SOCIAL PRODUCTION OF HOUSING II: This project (above and top) was awarded a silver medal by the National Housing Commission in the First National Rural Housing Contest. Photo © Onnis Luque, click to enlarge.
Mariana Ordóñez Grajales and Jesica Amescua Carrera of the Mexico City–based studio Comunal believed they could design a better form of self-empowerment. Not for the first time, they worked closely with villagers in the affected region to understand traditional housing typologies, how local people lived and worked, and what materials could be drawn from nearby sources. They consulted with a seismic structural engineer to develop more earthquake-resilient versions of vernacular building techniques. And then they went back to the villagers to improve systems, in particular assuring village women that they could build too.
Photo © Onnis Luque
Photo © Erwin Jaquez
SOCIAL PRODUCTION OF HOUSING I: Dating back to 2013, this series of houses developed as a response to the social, economic, and environmental context of the community of Tepetzintan. One desire of the residents was to take advantage of underutilized natural assets such as bamboo, wood, and stone. Photos © Erwin Jaquez
Grajales, 35, founded Comunal in 2015 as a studio but also as an approach to architecture based in “collectivity, mutual aid, knowledge transfer, and the search for community welfare.” Carrera, 38, joined two years later. Their first job together was working with teenagers in Tepetzintan, Puebla, to design and build their village’s first high school. “We connected immediately,” says Grajales of Carrera. “We share the same vision for architecture as a tool for social transformation.”

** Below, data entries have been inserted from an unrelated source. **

//! Network layer subsystem.
//!
//! # Data Flow
//! ```text
//! Incoming TCP connection
//!     → listener.rs (bounded accept, connection limit)
//!     → connection.rs (head read, CONNECT vs plain HTTP classification)
//!     → Hand off to the dispatch engine
//! ```

pub(crate) mod connection;
pub mod listener;

use std::net::SocketAddr;
use std::sync::Arc;

use tokio::sync::broadcast;
use tokio::task::JoinSet;

use crate::engine::App;

pub use listener::{Listener, ListenerError};

/// Accept loop tying the listener to the dispatch engine.
///
/// Each accepted connection is served on its own task while its permit is
/// held; on shutdown the remaining tasks are aborted.
pub struct Server {
    app: Arc<App>,
    listener: Listener,
}

impl Server {
    pub fn new(app: Arc<App>, listener: Listener) -> Self {
        Self { app, listener }
    }

    pub fn local_addr(&self) -> Result<SocketAddr, std::io::Error> {
        self.listener.local_addr()
    }

    pub async fn run(
        self,
        mut shutdown: broadcast::Receiver<()>,
    ) -> Result<(), ListenerError> {
        let mut connections = JoinSet::new();

        loop {
            tokio::select! {
                _ = shutdown.recv() => break,
                accepted = self.listener.accept() => {
                    let (stream, peer, permit) = accepted?;
                    let app = self.app.clone();
                    connections.spawn(async move {
                        connection::serve(app, stream, peer).await;
                        drop(permit);
                    });
                }
                Some(_) = connections.join_next(), if !connections.is_empty() => {}
            }
        }

        tracing::info!(
            open_connections = connections.len(),
            "listener stopped, closing connections"
        );
        connections.shutdown().await;
        Ok(())
    }
}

PRODUCTIVE RURAL SCHOOL: The first project Grajales and Carrera collaborated on was a school in Tepetzintan, Puebla. They worked with teenagers from the village to design and build its first high school, and continue to engage with students to complete additional phases. Photo © Onnis Luque
Despite rapid urbanization countrywide, rural indigenous villages still comprise a large percentage of the population in many Mexican states. Government housing programs require the use of industrialized materials and often prescribe spaces—fine for urban dwellers who work outside the home, but an imposition on families who need flexible spaces, say, for shucking corn or coffee beans. On a greater level, says Grajales, “identical housing models—reproduced throughout the territory regardless of climate, culture, and place—is destroying ways of life and ways of understanding the world, reducing the human right to housing to a commercial object.” In Comunal’s view, these systems amount to a systematic “violence” against communities. In particular, women are rendered helpless within male-dominated construction, despite the primacy of their roles in the family and community, given that their husbands often must search for work in cities or the U.S.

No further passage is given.